Expeditions pay big money to have all those ladders and ropes packed all the way up to Everest, and to have experienced Sherpas fix them along the best route, which changes every year as the ice continuously moves and changes form. They aren't going to simply let you make use of their equipment. One of the biggest hurdles on Everest is getting around all the officials who want a piece of the tourism revenue pie. Tourism is number one industry in Nepal, and climbing in the Himalayas represents a large portion of that industry.

If you want to check out any of the camps above base camp, you're going to have to bring some deep pockets with you. I'm not going to say it's not possible, but if it is, it's not going to be cheap.


After finding a fee schedule, it looks like the $11,000.00 fee is only for Everest Summit bids in Spring. In Autumn it appears you could go as high as Camp III for only $900.00 if you purchase a Lhotse summit permit (Lhotse is the peak right beside Everest, you climb the Lhotse Ice Face to get to Camp III, then head South up to the Summit of Everest, or North to the Summit of Lhotse).

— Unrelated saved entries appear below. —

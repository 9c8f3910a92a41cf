//! JSON config file loading.
//!
//! Both binaries resolve settings as flag > environment > config file >
//! default. This module covers the file layer: it reads a JSON object into
//! the binary's own settings struct, where every field is optional.

use std::fs;
use std::path::{Path, PathBuf};

use serde::de::DeserializeOwned;
use tracing::debug;

#[derive(Debug, thiserror::Error)]
pub enum ConfigError {
    #[error("cannot read config {path}: {source}")]
    Read {
        path: PathBuf,
        source: std::io::Error,
    },
    #[error("invalid config {path}: {source}")]
    Parse {
        path: PathBuf,
        source: serde_json::Error,
    },
    #[error("invalid value for {key}: {reason}")]
    Invalid { key: &'static str, reason: String },
}

pub fn load_file<T: DeserializeOwned>(path: &Path) -> Result<T, ConfigError> {
    let data = fs::read(path).map_err(|source| ConfigError::Read {
        path: path.to_path_buf(),
        source,
    })?;
    let parsed = serde_json::from_slice(&data).map_err(|source| ConfigError::Parse {
        path: path.to_path_buf(),
        source,
    })?;
    debug!(path = %path.display(), "loaded config file");
    Ok(parsed)
}

/// Loads the file when a path is given, otherwise the all-unset default.
pub fn load_optional<T: DeserializeOwned + Default>(path: Option<&Path>) -> Result<T, ConfigError> {
    match path {
        Some(path) => load_file(path),
        None => Ok(T::default()),
    }
}

/// Picks the first value that is set, in precedence order.
pub fn pick<T>(flag_or_env: Option<T>, file: Option<T>, default: T) -> T {
    flag_or_env.or(file).unwrap_or(default)
}

#[cfg(test)]
mod tests {
    use super::*;
    use serde::Deserialize;
    use std::time::Duration;

    #[derive(Debug, Default, Deserialize)]
    struct Sample {
        address: Option<String>,
        #[serde(default, with = "humantime_serde")]
        store_interval: Option<Duration>,
        restore: Option<bool>,
    }

    #[test]
    fn test_load_file_with_durations() {
        let dir = tempfile::tempdir().unwrap();
        let path = dir.path().join("config.json");
        fs::write(&path, r#"{"address":"localhost:9090","store_interval":"1s"}"#).unwrap();

        let cfg: Sample = load_file(&path).unwrap();
        assert_eq!(cfg.address.as_deref(), Some("localhost:9090"));
        assert_eq!(cfg.store_interval, Some(Duration::from_secs(1)));
        assert_eq!(cfg.restore, None);
    }

    #[test]
    fn test_load_errors() {
        let dir = tempfile::tempdir().unwrap();
        let path = dir.path().join("bad.json");
        fs::write(&path, "{").unwrap();

        assert!(matches!(load_file::<Sample>(&path), Err(ConfigError::Parse { .. })));
        assert!(matches!(
            load_file::<Sample>(&dir.path().join("absent.json")),
            Err(ConfigError::Read { .. })
        ));
        assert!(load_optional::<Sample>(None).unwrap().address.is_none());
    }

    #[test]
    fn test_pick_precedence() {
        assert_eq!(pick(Some(1), Some(2), 3), 1);
        assert_eq!(pick(None, Some(2), 3), 2);
        assert_eq!(pick(None, None, 3), 3);
    }
}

Either way, you're going to need a permit, and likely a guide. Your best course of action is to hook up with a expedition like the one linked above. Expeditions help you cut through all the bureaucracy by dealing with all the government officials on your behalf. It's still going to cost you something though, and you're going to need to buy all your gear, which you may want to do in Nepal, I've heard you can get great deals on stuff if you buy it there as lots of climbers leave their used gear behind after their once in a lifetime summit attempt.